Assignment
Among the lines of the records, find all that carry the word "OrchestratorStatus" and copy them.

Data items

**********

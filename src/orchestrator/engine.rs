//! The process orchestration engine.
//!
//! Owns at most one active run and a bounded history of terminated runs.
//! State machine per run:
//!
//! ```text
//!  (idle) ──start──> running ──all phases──> completed ─┐
//!                       │ ──structural fault──> failed ─┼──> (idle)
//!                       └──stop──────────────> cancelled┘
//! ```
//!
//! A stop request is cooperative: the phase in flight is allowed to settle
//! and no later phase is scheduled.

use chrono::{DateTime, Duration as ChronoDuration, Utc};
use merge_common::{Direction, RunSnapshot, RunStatus};
use serde::{Deserialize, Serialize};
use std::sync::{Arc, Mutex, MutexGuard};

use super::runner::{PhaseRunner, WalkEnd};
use super::state::RunCell;
use crate::errors::OrchestratorError;
use crate::events::{EventBus, RunEvent, RunObserver};
use crate::executor::WorkExecutor;
use crate::history::{DEFAULT_HISTORY_CAPACITY, DEFAULT_HISTORY_LIMIT, RunHistory};
use crate::plan::ExecutionPlan;

/// Answer to a status query.
#[derive(Debug, Clone, PartialEq, Serialize, Deserialize)]
#[serde(tag = "state", rename_all = "snake_case")]
pub enum OrchestratorStatus {
    Idle,
    Active(RunSnapshot),
}

impl OrchestratorStatus {
    pub fn is_idle(&self) -> bool {
        matches!(self, Self::Idle)
    }

    pub fn run(&self) -> Option<&RunSnapshot> {
        match self {
            Self::Idle => None,
            Self::Active(run) => Some(run),
        }
    }
}

struct EngineState {
    active: Option<Arc<RunCell>>,
    history: RunHistory,
    /// Start instant of the previous run; keeps run ids strictly increasing.
    last_started_at: Option<DateTime<Utc>>,
}

/// Everything a run task needs, shared between the handle and its tasks.
struct Engine {
    plan: Arc<ExecutionPlan>,
    executor: Arc<dyn WorkExecutor>,
    events: Arc<EventBus>,
    state: Mutex<EngineState>,
}

/// Drives weekly merge runs through the execution plan.
///
/// Construct once per process and share it behind an `Arc`. Each run is
/// driven on a task the orchestrator owns: dropping the future returned by
/// `start` does not abandon the run, it keeps going to its terminal state.
pub struct Orchestrator {
    inner: Arc<Engine>,
}

impl Orchestrator {
    pub fn new(plan: ExecutionPlan, executor: Arc<dyn WorkExecutor>) -> Self {
        Self {
            inner: Arc::new(Engine {
                plan: Arc::new(plan),
                executor,
                events: Arc::new(EventBus::new()),
                state: Mutex::new(EngineState {
                    active: None,
                    history: RunHistory::new(DEFAULT_HISTORY_CAPACITY),
                    last_started_at: None,
                }),
            }),
        }
    }

    /// Replace the history buffer with one of the given capacity.
    pub fn with_history_capacity(self, capacity: usize) -> Self {
        self.inner.lock_state().history = RunHistory::new(capacity);
        self
    }

    /// Register an observer at construction time.
    pub fn with_observer(self, observer: Arc<dyn RunObserver>) -> Self {
        self.inner.events.subscribe(observer);
        self
    }

    pub fn subscribe(&self, observer: Arc<dyn RunObserver>) {
        self.inner.events.subscribe(observer);
    }

    pub fn plan(&self) -> &ExecutionPlan {
        &self.inner.plan
    }

    /// Parse a direction name and start a run with it.
    ///
    /// An unknown name is rejected before any run exists: no event is
    /// published and nothing is archived.
    pub async fn start_named(&self, direction: &str) -> Result<RunSnapshot, OrchestratorError> {
        let direction: Direction = direction.parse()?;
        self.start(direction).await
    }

    /// Run the whole plan for `direction`.
    ///
    /// Returns the terminal snapshot when the run completes or is stopped
    /// (a stopped run carries whatever the drained phase produced). Fails with
    /// `AlreadyRunning` without touching the active run, or with `RunFailed`
    /// after archiving a run that hit a structural fault.
    ///
    /// The run is admitted and handed to its own task on the first poll, so
    /// the returned future only waits for the result.
    pub async fn start(&self, direction: Direction) -> Result<RunSnapshot, OrchestratorError> {
        let cell = self.inner.admit(direction)?;
        let run_id = cell.id();
        tracing::info!(%run_id, %direction, phases = self.inner.plan.len(), "starting weekly merge");

        cell.publish(
            &self.inner.events,
            &RunEvent::RunStarted {
                run_id,
                direction,
                total_phases: self.inner.plan.len(),
            },
        );

        let engine = Arc::clone(&self.inner);
        let driven = Arc::clone(&cell);
        let driver = tokio::spawn(async move { engine.drive(driven).await });

        match driver.await {
            Ok(result) => result,
            Err(join_err) => self
                .inner
                .fail(&cell, format!("Run task did not complete: {}", join_err)),
        }
    }

    /// Request cancellation of the active run.
    ///
    /// Returns `false` when there is nothing to stop. Otherwise the run is
    /// marked cancelled, detached and archived immediately; its in-flight
    /// phase keeps running to completion but no further phase starts.
    ///
    /// Safe to call from inside a [`RunObserver`].
    pub fn stop(&self) -> bool {
        self.inner.stop()
    }

    pub fn current_status(&self) -> OrchestratorStatus {
        let active = self.inner.lock_state().active.clone();
        match active {
            Some(cell) => OrchestratorStatus::Active(cell.snapshot()),
            None => OrchestratorStatus::Idle,
        }
    }

    pub fn is_running(&self) -> bool {
        self.inner.lock_state().active.is_some()
    }

    /// Up to `limit` terminated runs, most recent first.
    pub fn history(&self, limit: usize) -> Vec<RunSnapshot> {
        self.inner.lock_state().history.recent(limit)
    }

    /// `history` with the default limit.
    pub fn recent_history(&self) -> Vec<RunSnapshot> {
        self.history(DEFAULT_HISTORY_LIMIT)
    }
}

impl Engine {
    fn lock_state(&self) -> MutexGuard<'_, EngineState> {
        self.state.lock().unwrap_or_else(|poisoned| poisoned.into_inner())
    }

    /// Occupancy guard: create and install a new run, or reject.
    fn admit(&self, direction: Direction) -> Result<Arc<RunCell>, OrchestratorError> {
        let mut state = self.lock_state();
        if let Some(active) = &state.active {
            return Err(OrchestratorError::AlreadyRunning {
                run_id: active.id(),
            });
        }

        let mut started_at = Utc::now();
        if let Some(last) = state.last_started_at
            && started_at.timestamp_millis() <= last.timestamp_millis()
        {
            started_at = last + ChronoDuration::milliseconds(1);
        }
        state.last_started_at = Some(started_at);

        let cell = Arc::new(RunCell::new(RunSnapshot::start(
            direction,
            self.plan.len(),
            started_at,
        )));
        state.active = Some(Arc::clone(&cell));
        Ok(cell)
    }

    /// Walk the plan and settle the run. Runs on the run's own task.
    async fn drive(&self, cell: Arc<RunCell>) -> Result<RunSnapshot, OrchestratorError> {
        let runner = PhaseRunner::new(
            Arc::clone(&cell),
            Arc::clone(&self.plan),
            Arc::clone(&self.executor),
            Arc::clone(&self.events),
        );

        match runner.walk().await {
            Ok(WalkEnd::Finished) => self.complete(&cell),
            Ok(WalkEnd::Stopped) => Ok(cell.snapshot()),
            Err(fault) => self.fail(&cell, format!("{:#}", fault)),
        }
    }

    /// Detach the run if it is still the active one and archive its snapshot.
    fn archive(&self, cell: &Arc<RunCell>, snapshot: &RunSnapshot) {
        let mut state = self.lock_state();
        if state
            .active
            .as_ref()
            .is_some_and(|active| Arc::ptr_eq(active, cell))
        {
            state.active = None;
        }
        state.history.record(snapshot.clone());
    }

    fn complete(&self, cell: &Arc<RunCell>) -> Result<RunSnapshot, OrchestratorError> {
        let Some(run) = cell.terminate(RunStatus::Completed, None, Utc::now()) else {
            // A stop request won the race after the final phase drained.
            return Ok(cell.snapshot());
        };

        self.archive(cell, &run);
        tracing::info!(
            run_id = %run.id,
            completed = run.completed_count(),
            failed = run.failed_count(),
            duration_seconds = run.duration_seconds.unwrap_or(0),
            "weekly merge completed"
        );
        cell.publish_terminal(
            &self.events,
            RunEvent::RunCompleted {
                run_id: run.id.clone(),
                direction: run.direction,
                outcomes: run.outcomes.clone(),
                duration_seconds: run.duration_seconds.unwrap_or(0),
            },
        );
        Ok(run)
    }

    fn fail(&self, cell: &Arc<RunCell>, error: String) -> Result<RunSnapshot, OrchestratorError> {
        let Some(run) = cell.terminate(RunStatus::Failed, Some(error.clone()), Utc::now()) else {
            tracing::error!(
                run_id = %cell.id(),
                %error,
                "structural fault while draining a stopped run"
            );
            return Ok(cell.snapshot());
        };

        self.archive(cell, &run);
        tracing::error!(run_id = %run.id, %error, "weekly merge failed");
        cell.publish_terminal(
            &self.events,
            RunEvent::RunFailed {
                run_id: run.id.clone(),
                direction: run.direction,
                error,
            },
        );
        Err(OrchestratorError::RunFailed { run: Box::new(run) })
    }

    fn stop(&self) -> bool {
        let Some(cell) = self.lock_state().active.take() else {
            return false;
        };

        let Some(run) = cell.terminate(RunStatus::Cancelled, None, Utc::now()) else {
            return false;
        };

        self.lock_state().history.record(run.clone());
        tracing::warn!(
            run_id = %run.id,
            phase = run.current_phase,
            "weekly merge stopped by request"
        );
        cell.publish_terminal(
            &self.events,
            RunEvent::RunCancelled {
                run_id: run.id.clone(),
                direction: run.direction,
                duration_seconds: run.duration_seconds.unwrap_or(0),
            },
        );
        true
    }
}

**********

Task solution
pub enum OrchestratorStatus {
impl OrchestratorStatus {
    pub fn current_status(&self) -> OrchestratorStatus {
            Some(cell) => OrchestratorStatus::Active(cell.snapshot()),
            None => OrchestratorStatus::Idle,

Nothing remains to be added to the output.